Last year, the oldest player in the league made a seemingly impossible extra point to force overtime in a December blizzard in Buffalo and helped keep the Colts within striking distance just 13 days later in monsoon-like weather in Baltimore.
Last week, in the controlled environment of Lucas Oil Stadium, the 45-year-old kicker calmly made 3 of 4 field goals to move within striking distance of Andersen’s career mark (565). Vinatieri is at 562. He’s also 47 points away from breaking Andersen’s career scoring record.
“Records are fun to talk about,” said Andersen, who scored 2,544 points in 25 NFL seasons. “Do they define you as a player? I don’t think so. But they can motivate you. I think Adam is more like me, he’s in the now and he wants to win, but he’s earned the right to celebrate it.”
Technically, Vinatieri already has more field goals than Andersen, who finished with 583 including playoff games. Vinatieri is the NFL’s postseason record holder for scoring (234) and field goals (56); he has 618 counting the postseason, including two Super Bowl winners in the final minute.

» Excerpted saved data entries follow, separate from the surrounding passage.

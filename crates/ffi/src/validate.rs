use crate::error::{DefaultDisortError, DisortErrorCode};
use crate::helpers::{clear_last_error, request_from_raw, track_error, RawRequest};

/// Validate a DISORT request without invoking the solver.
///
/// Runs the full field-by-field validation and marshalling pass and
/// reports the first failure; the solver is never called. A return of
/// `Ok` guarantees the same parameters would produce a complete,
/// correctly shaped solver argument set.
///
/// # Parameters
/// - `num_layers`: Number of atmosphere layers
/// - `phase_moments`: Flat layer-major moment table, `num_layers * row_len` values
/// - `row_len`: Width of each moment row
/// - `max_moments`: Explicit total moment count, or 0 to infer `row_len`
/// - `dtau`/`dtau_len`: Optical thickness per layer
/// - `w0`/`w0_len`: Single-scatter albedo per layer
/// - `temps`/`temps_len`: Level temperatures (`num_layers + 1` values), or
///   null/0 for the default uniform 270.0 profile
/// - `num_streams`: Computational stream count (even, >= 2)
/// - `zen_angles`/`numu`: Output zenith cosines, strictly increasing
/// - `azi_angles`/`nphi`: Output azimuths in degrees
/// - `sol_zen_angle`: Cosine of the solar zenith angle
/// - `beam_intensity`: Incident beam intensity
/// - `surface_albedo`: Bottom-boundary albedo
/// - `accuracy`: Azimuthal series convergence criterion
///
/// # Returns
/// - `Ok` (0) if every field validates
/// - `NullPointer` (1) if a required array pointer is null
/// - `InvalidParameter` (2) with a diagnostic naming the offending field
///
/// # Safety
/// Every non-null pointer must reference a readable block of the declared
/// length.
#[no_mangle]
#[allow(clippy::too_many_arguments)]
pub unsafe extern "C" fn disort_validate(
    num_layers: usize,
    phase_moments: *const f64,
    row_len: usize,
    max_moments: usize,
    dtau: *const f64,
    dtau_len: usize,
    w0: *const f64,
    w0_len: usize,
    temps: *const f64,
    temps_len: usize,
    num_streams: usize,
    zen_angles: *const f64,
    numu: usize,
    azi_angles: *const f64,
    nphi: usize,
    sol_zen_angle: f64,
    beam_intensity: f64,
    surface_albedo: f64,
    accuracy: f64,
) -> DisortErrorCode {
    let raw = RawRequest {
        num_layers,
        phase_moments,
        row_len,
        max_moments,
        dtau,
        dtau_len,
        w0,
        w0_len,
        temps,
        temps_len,
        num_streams,
        zen_angles,
        numu,
        azi_angles,
        nphi,
        sol_zen_angle,
        beam_intensity,
        surface_albedo,
        accuracy,
    };

    let request = match request_from_raw(&raw) {
        Ok(request) => request,
        Err(e) => return track_error(&e),
    };

    match request.build() {
        Ok(_) => {
            clear_last_error();
            DisortErrorCode::Ok
        }
        Err(e) => track_error(&DefaultDisortError::invalid_parameter(e.to_string())),
    }
}

#[cfg(test)]
mod tests {
    use super::*;
    use crate::error::{disort_get_last_error, disort_get_last_error_code};
    use std::ffi::CStr;
    use std::ptr;

    /// Owns every input array so the raw pointers stay valid for the call.
    struct CallerArrays {
        moments: Vec<f64>,
        dtau: Vec<f64>,
        w0: Vec<f64>,
        zen: Vec<f64>,
        azi: Vec<f64>,
    }

    impl CallerArrays {
        fn single_layer() -> Self {
            Self {
                moments: vec![1.0; 20],
                dtau: vec![0.1],
                w0: vec![0.95],
                zen: vec![-1.0, -0.5, 0.5, 1.0],
                azi: vec![0.0],
            }
        }

        fn two_layers() -> Self {
            let mut moments = vec![0.3; 40];
            moments[0] = 1.0;
            moments[20] = 1.0;
            Self {
                moments,
                dtau: vec![0.2, 0.3],
                w0: vec![0.9, 0.9],
                zen: vec![-1.0, -0.5, 0.5, 1.0],
                azi: vec![0.0],
            }
        }

        fn validate(&self, num_layers: usize) -> DisortErrorCode {
            unsafe {
                disort_validate(
                    num_layers,
                    self.moments.as_ptr(),
                    self.moments.len() / num_layers,
                    0,
                    self.dtau.as_ptr(),
                    self.dtau.len(),
                    self.w0.as_ptr(),
                    self.w0.len(),
                    ptr::null(),
                    0,
                    32,
                    self.zen.as_ptr(),
                    self.zen.len(),
                    self.azi.as_ptr(),
                    self.azi.len(),
                    1.0,
                    1.0,
                    0.1,
                    1e-8,
                )
            }
        }
    }

    fn last_error_message() -> Option<String> {
        let msg = disort_get_last_error();
        if msg.is_null() {
            return None;
        }
        Some(unsafe { CStr::from_ptr(msg) }.to_string_lossy().into_owned())
    }

    #[test]
    fn test_valid_single_layer_request_returns_ok() {
        let arrays = CallerArrays::single_layer();
        assert_eq!(arrays.validate(1), DisortErrorCode::Ok);
        assert_eq!(disort_get_last_error_code(), DisortErrorCode::Ok);
        assert!(last_error_message().is_none());
    }

    #[test]
    fn test_null_dtau_reports_null_pointer() {
        let arrays = CallerArrays::single_layer();
        let code = unsafe {
            disort_validate(
                1,
                arrays.moments.as_ptr(),
                arrays.moments.len(),
                0,
                ptr::null(),
                0,
                arrays.w0.as_ptr(),
                arrays.w0.len(),
                ptr::null(),
                0,
                32,
                arrays.zen.as_ptr(),
                arrays.zen.len(),
                arrays.azi.as_ptr(),
                arrays.azi.len(),
                1.0,
                1.0,
                0.1,
                1e-8,
            )
        };

        assert_eq!(code, DisortErrorCode::NullPointer);
        assert_eq!(disort_get_last_error_code(), DisortErrorCode::NullPointer);
        assert!(last_error_message().unwrap().contains("dtau"));
    }

    #[test]
    fn test_validation_failure_names_field_in_message() {
        // Two layers with a single-entry dtau: the builder's first failure
        let mut arrays = CallerArrays::two_layers();
        arrays.dtau = vec![0.1];

        assert_eq!(arrays.validate(2), DisortErrorCode::InvalidParameter);
        assert_eq!(disort_get_last_error_code(), DisortErrorCode::InvalidParameter);
        assert!(last_error_message().unwrap().contains("dtau"));
    }

    #[test]
    fn test_success_clears_previous_error() {
        let mut bad = CallerArrays::two_layers();
        bad.w0 = vec![0.9];
        assert_eq!(bad.validate(2), DisortErrorCode::InvalidParameter);
        assert!(last_error_message().is_some());

        let good = CallerArrays::two_layers();
        assert_eq!(good.validate(2), DisortErrorCode::Ok);
        assert_eq!(disort_get_last_error_code(), DisortErrorCode::Ok);
        assert!(last_error_message().is_none());
    }
}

But his favorite kicks don’t even show up in the league’s official count.
“Obviously, none of the playoff ones count in these, but the most memorable are those when it’s the playoffs and games are on the line and seasons are holding by a string,” Vinatieri said. “So yeah, I would say the Super Bowl, those two, and the one in the Snow Bowl game. Those are probably my top three if I had to rank them.”
Along the way, Vinatieri has been surrounded by some of the biggest and best names in football history.
He’s played for two Super Bowl-winning, Hall of Fame coaches in Bill Parcells and Tony Dungy, and a third, Bill Belichick, who seems like a shoo-in to make it when his career ends.
He’s played with two of the league’s greatest quarterbacks, Tom Brady and Peyton Manning, and a third, Andrew Luck, who just might join the list one day.
He’s won four Super Bowl rings, was the only unanimous selection on the Super Bowl 50 Golden Team, and has participated in a league-record 225 victories.
And he still remembers asking Andersen, one of only two full-time kickers in the Pro Football Hall of Fame, about the secret to his long, successful career. Whatever Andersen told him certainly stuck with Vinatieri, who has been around longer than a growing number of teammates remember.
“I’m the second oldest guy in the locker room and my first year of playing football was his second year in the league,” said right guard Matt Slauson, who turned 32 in February. “So he’s not only had one incredible career, he’s essentially had two incredible careers with two different teams. It’s amazing.”
Strangely, though, if Vinatieri does break the field goals record this weekend or this month, he’s likely to do it with two unfamiliar names assisting: long snapper Luke Rhodes and punter/holder Rigoberto Sanchez. Both are in their second seasons with the Colts. Rhodes was 4 years old when Vinatieri was a rookie in 1996, while Sanchez was 2.
“You grow up watching him and then especially for me, I wasn’t even in this position two years ago,” Rhodes said. “I’m lucky and blessed to be where I am and pretty excited when the day comes he gets to break the record.”
But neither has a choreographed script for a celebration. They’d rather let Vinatieri handle that part on his own - especially if it comes in a muddy mess this weekend.
“For me, it’s more about an accumulation of a lot of years of work,” Vinatieri said. “Can I remember every kick? No. But you add them all together, and I won’t reminisce on any of that stuff until long after it’s all done and over, if it happens. I will appreciate all the guys that came before me and set those records so high, and to be able to play long enough to get close to them is pretty special.”